With distorted guitars, a little more drive to the rhythm section and even some riffing, KVB Crimes offers a hint of classic rock that the preceding song never hinted at for a second. And Vile delivers the classic rock vibe without having to alter his laid back vocal style at all. Then it’s a combo of the first two songs, with an added trippy sheen, for Was All Talk.
A folksy, meets Gaelic, meets Cat Stevens element gets thrown in with a more lo-fi production sound and a guitar that flirts with mandolin sounds on Pure Pain. It’s cool that Wakin on a Pretty Daze can find these new avenues, while keeping consistent with its own agenda, even as it enters its second half. Then it’s time for some post-Beatles George Harrison-esque gear with Shame Chamber.

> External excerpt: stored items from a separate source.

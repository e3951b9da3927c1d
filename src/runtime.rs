// Transcript Booster - Viewport-driven virtualization for long chat transcripts
// Copyright (C) 2025  Simon Peter Rothgang
//
// This program is free software: you can redistribute it and/or modify
// it under the terms of the GNU Affero General Public License as
// published by the Free Software Foundation, either version 3 of the
// License, or (at your option) any later version.
//
// This program is distributed in the hope that it will be useful,
// but WITHOUT ANY WARRANTY; without even the implied warranty of
// MERCHANTABILITY or FITNESS FOR A PARTICULAR PURPOSE.  See the
// GNU Affero General Public License for more details.
//
// You should have received a copy of the GNU Affero General Public License
// along with this program.  If not, see <https://www.gnu.org/licenses/>.

//! Single-threaded event loop driving a [`Booster`] over a host document.
//!
//! Three sources feed the loop: the scan interval, host events from the
//! page, and the earliest pending collapse deadline. After each wake-up the
//! pending intersection records are delivered and the HUD is refreshed.

use crate::context::Booster;
use crate::deep_query::{deep_query, deep_query_first};
use crate::dom::{Document, ElementSpec, Selector};
use crate::hud::HudStatus;
use anyhow::Context as _;
use serde::Deserialize;
use std::time::Duration;
use tokio::sync::mpsc;
use tokio::time::{Instant, MissedTickBehavior};

/// Something the page (or the network layer) did.
#[derive(Debug, Clone, PartialEq, Deserialize)]
#[serde(tag = "type", rename_all = "camelCase")]
pub enum HostEvent {
    /// Scroll the element matching `selector`, or the window when absent.
    Scroll {
        #[serde(default)]
        selector: Option<String>,
        top: f64,
    },
    /// Append new content under the first element matching `parent`.
    Append { parent: String, element: ElementSpec },
    /// Remove every element matching `selector`.
    Remove { selector: String },
    /// Click the first element matching `selector`.
    Toggle { selector: String },
    /// A network response seen by the interception layer.
    Response { url: String, body: String },
    Quit,
}

/// A host event with its offset from the start of the run.
#[derive(Debug, Clone, PartialEq, Deserialize)]
#[serde(rename_all = "camelCase")]
pub struct ScheduledEvent {
    #[serde(default)]
    pub after_ms: u64,
    #[serde(flatten)]
    pub event: HostEvent,
}

impl ScheduledEvent {
    pub fn list_from_json(json: &str) -> serde_json::Result<Vec<Self>> {
        serde_json::from_str(json)
    }
}

#[derive(Debug, Clone, PartialEq, Eq)]
pub struct RunSummary {
    pub scans: u64,
    pub events: u64,
    pub collapsed: usize,
    pub status: HudStatus,
}

/// Run until `Quit` arrives or every sender is dropped. `on_cycle` sees the
/// status after every wake-up.
pub async fn run(
    booster: &mut Booster,
    doc: &mut Document,
    mut events: mpsc::UnboundedReceiver<HostEvent>,
    mut on_cycle: impl FnMut(&HudStatus),
) -> RunSummary {
    let started = Instant::now();
    let mut ticker =
        tokio::time::interval_at(started + booster.config().initial_delay(), booster.config().scan_interval());
    ticker.set_missed_tick_behavior(MissedTickBehavior::Delay);

    let mut scans = 0;
    let mut handled = 0;
    let mut collapsed = 0;
    loop {
        let deadline = booster.next_collapse_deadline();
        tokio::select! {
            _ = ticker.tick() => {
                let report = booster.scan(doc);
                scans += 1;
                tracing::trace!(scans, new_blocks = report.new_blocks, "scan cycle");
            }
            event = events.recv() => {
                let Some(event) = event else {
                    tracing::debug!("host event channel closed");
                    break;
                };
                if event == HostEvent::Quit {
                    break;
                }
                handled += 1;
                if let Err(err) = apply_event(booster, doc, event) {
                    tracing::warn!("host event failed: {err:#}");
                }
            }
            () = sleep_until_deadline(deadline) => {
                collapsed += booster.fire_collapse_timers(doc, Instant::now().into_std()).len();
            }
        }
        booster.process_intersections(doc, Instant::now().into_std());
        let status = booster.refresh_hud(doc);
        on_cycle(&status);
    }

    let status = booster.status(doc);
    tracing::info!(scans, events = handled, collapsed, frozen = status.frozen, "run finished");
    RunSummary { scans, events: handled, collapsed, status }
}

async fn sleep_until_deadline(deadline: Option<std::time::Instant>) {
    match deadline {
        Some(deadline) => tokio::time::sleep_until(Instant::from_std(deadline)).await,
        None => std::future::pending().await,
    }
}

fn parse(selector: &str) -> anyhow::Result<Selector> {
    Selector::parse(selector).with_context(|| format!("bad selector `{selector}`"))
}

fn apply_event(booster: &mut Booster, doc: &mut Document, event: HostEvent) -> anyhow::Result<()> {
    let root = Some(doc.root());
    match event {
        HostEvent::Scroll { selector: None, top } => doc.scroll_window_to(top),
        HostEvent::Scroll { selector: Some(selector), top } => {
            let target = deep_query_first(doc, root, &parse(&selector)?)
                .with_context(|| format!("nothing matches `{selector}`"))?;
            doc.set_scroll_top(target, top);
        }
        HostEvent::Append { parent, element } => {
            let target = deep_query_first(doc, root, &parse(&parent)?)
                .with_context(|| format!("nothing matches `{parent}`"))?;
            let added = doc.append_spec(target, &element);
            tracing::debug!(count = added.len(), "host appended content");
        }
        HostEvent::Remove { selector } => {
            for id in deep_query(doc, root, &parse(&selector)?) {
                doc.remove(id);
            }
        }
        HostEvent::Toggle { selector } => {
            let target = deep_query_first(doc, root, &parse(&selector)?)
                .with_context(|| format!("nothing matches `{selector}`"))?;
            doc.click(target);
        }
        HostEvent::Response { url, body } => {
            booster.offer_response(&url, &body);
        }
        HostEvent::Quit => {}
    }
    Ok(())
}

/// Feed scheduled events into `tx`, then keep the loop alive for one more
/// scan before closing the channel.
pub async fn replay(events: Vec<ScheduledEvent>, tx: mpsc::UnboundedSender<HostEvent>, linger: Duration) {
    let started = Instant::now();
    for scheduled in events {
        tokio::time::sleep_until(started + Duration::from_millis(scheduled.after_ms)).await;
        if tx.send(scheduled.event).is_err() {
            return;
        }
    }
    tokio::time::sleep(linger).await;
}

Kurt Vile and Wakin on a Pretty Daze are all over the shop, and totally apiece all at once. And that comes down to his voice. While the musical styles and energies fluctuate from track to track, Vile’s oxymoronic compellingly slacker delivery ties everything together as a really satisfying whole. And at over an hour with almost half the track listing coming in at over five minutes each, staying compelling is a great achievement.